> ASSIGNED TASK
Filter the data for lines with the word "region" and copy those lines.

START SOURCE DATA

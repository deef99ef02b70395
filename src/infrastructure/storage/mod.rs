// src/infrastructure/storage/mod.rs
pub mod sigv4;

use std::sync::Arc;
use std::time::Duration;

use async_trait::async_trait;
use chrono::Datelike;
use reqwest::Url;
use uuid::Uuid;

use crate::application::{
    error::{ApplicationError, ApplicationResult},
    ports::{
        storage::{ObjectStorage, UploadTicket},
        time::Clock,
    },
};

use self::sigv4::{Credentials, PresignRequest};

/// Lifetime of the URL used internally for deletes.
const DELETE_URL_TTL_SECS: u64 = 60;

#[derive(Debug, Clone)]
pub struct S3Config {
    /// e.g. `https://s3.ap-southeast-1.amazonaws.com` or an R2/MinIO endpoint.
    pub endpoint: String,
    pub bucket: String,
    pub region: String,
    pub access_key_id: String,
    pub secret_access_key: String,
    /// Prefix under which uploaded objects are publicly readable.
    pub public_base_url: String,
    pub presign_ttl: Duration,
}

/// Path-style S3 client: presigns uploads and issues deletes through
/// presigned URLs so no request headers need signing.
pub struct S3ObjectStorage {
    config: S3Config,
    endpoint: Url,
    host: String,
    public_base: String,
    http: reqwest::Client,
    clock: Arc<dyn Clock>,
}

impl S3ObjectStorage {
    pub fn new(config: S3Config, clock: Arc<dyn Clock>) -> ApplicationResult<Self> {
        let endpoint = Url::parse(&config.endpoint).map_err(|err| {
            ApplicationError::infrastructure(format!("invalid storage endpoint: {err}"))
        })?;
        let host = match (endpoint.host_str(), endpoint.port()) {
            (Some(host), Some(port)) => format!("{host}:{port}"),
            (Some(host), None) => host.to_string(),
            (None, _) => {
                return Err(ApplicationError::infrastructure(
                    "storage endpoint has no host",
                ));
            }
        };
        let public_base = format!("{}/", config.public_base_url.trim_end_matches('/'));
        let http = reqwest::Client::builder()
            .timeout(Duration::from_secs(10))
            .build()
            .map_err(|err| ApplicationError::infrastructure(err.to_string()))?;

        Ok(Self {
            config,
            endpoint,
            host,
            public_base,
            http,
            clock,
        })
    }

    fn key_for_url<'u>(&self, public_url: &'u str) -> Option<&'u str> {
        public_url
            .strip_prefix(&self.public_base)
            .map(|key| key.split(['?', '#']).next().unwrap_or(key))
            .filter(|key| !key.is_empty())
    }

    fn presigned_url(&self, method: &str, key: &str, expires_secs: u64) -> ApplicationResult<String> {
        let path = format!("/{}/{key}", self.config.bucket);
        let credentials = Credentials {
            access_key_id: &self.config.access_key_id,
            secret_access_key: &self.config.secret_access_key,
            region: &self.config.region,
        };
        let request = PresignRequest {
            method,
            host: &self.host,
            path: &path,
            timestamp: self.clock.now(),
            expires_secs,
        };
        let signed = sigv4::presign(&credentials, &request)
            .map_err(|err| ApplicationError::infrastructure(format!("signing failed: {err}")))?;
        Ok(format!("{}://{}{signed}", self.endpoint.scheme(), self.host))
    }
}

/// `image/svg+xml` -> `svg`, `image/jpeg` -> `jpg`.
fn extension_for(file_type: &str) -> &str {
    match file_type {
        "image/jpeg" => "jpg",
        "image/svg+xml" => "svg",
        other => other.rsplit('/').next().unwrap_or("bin"),
    }
}

fn object_stem(file_name: &str) -> String {
    let base = file_name.rsplit(['/', '\\']).next().unwrap_or(file_name);
    let stem = base.rsplit_once('.').map_or(base, |(stem, _)| stem);
    let slug = slug::slugify(stem);
    if slug.is_empty() { "file".to_string() } else { slug }
}

#[async_trait]
impl ObjectStorage for S3ObjectStorage {
    async fn request_upload_url(
        &self,
        file_name: &str,
        file_type: &str,
    ) -> ApplicationResult<UploadTicket> {
        let now = self.clock.now();
        let object_key = format!(
            "uploads/{:04}/{:02}/{}-{}.{}",
            now.year(),
            now.month(),
            Uuid::new_v4(),
            object_stem(file_name),
            extension_for(file_type),
        );
        let presigned_url =
            self.presigned_url("PUT", &object_key, self.config.presign_ttl.as_secs())?;
        let public_url = format!("{}{object_key}", self.public_base);

        Ok(UploadTicket {
            presigned_url,
            object_key,
            public_url,
        })
    }

    async fn delete_object(&self, public_url: &str) -> ApplicationResult<()> {
        let key = self
            .key_for_url(public_url)
            .ok_or_else(|| ApplicationError::validation("url is not managed by this storage"))?;
        let url = self.presigned_url("DELETE", key, DELETE_URL_TTL_SECS)?;

        let response = self
            .http
            .delete(url)
            .send()
            .await
            .map_err(|err| ApplicationError::infrastructure(format!("storage delete failed: {err}")))?;

        let status = response.status();
        if status.is_success() || status == reqwest::StatusCode::NOT_FOUND {
            tracing::debug!(%key, %status, "storage object deleted");
            Ok(())
        } else {
            Err(ApplicationError::infrastructure(format!(
                "storage delete failed with status {status}"
            )))
        }
    }

    fn is_managed(&self, public_url: &str) -> bool {
        self.key_for_url(public_url).is_some()
    }
}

END SOURCE DATA

> SOLUTION FOR THIS EXERCISE
    pub region: String,
            region: &self.config.region,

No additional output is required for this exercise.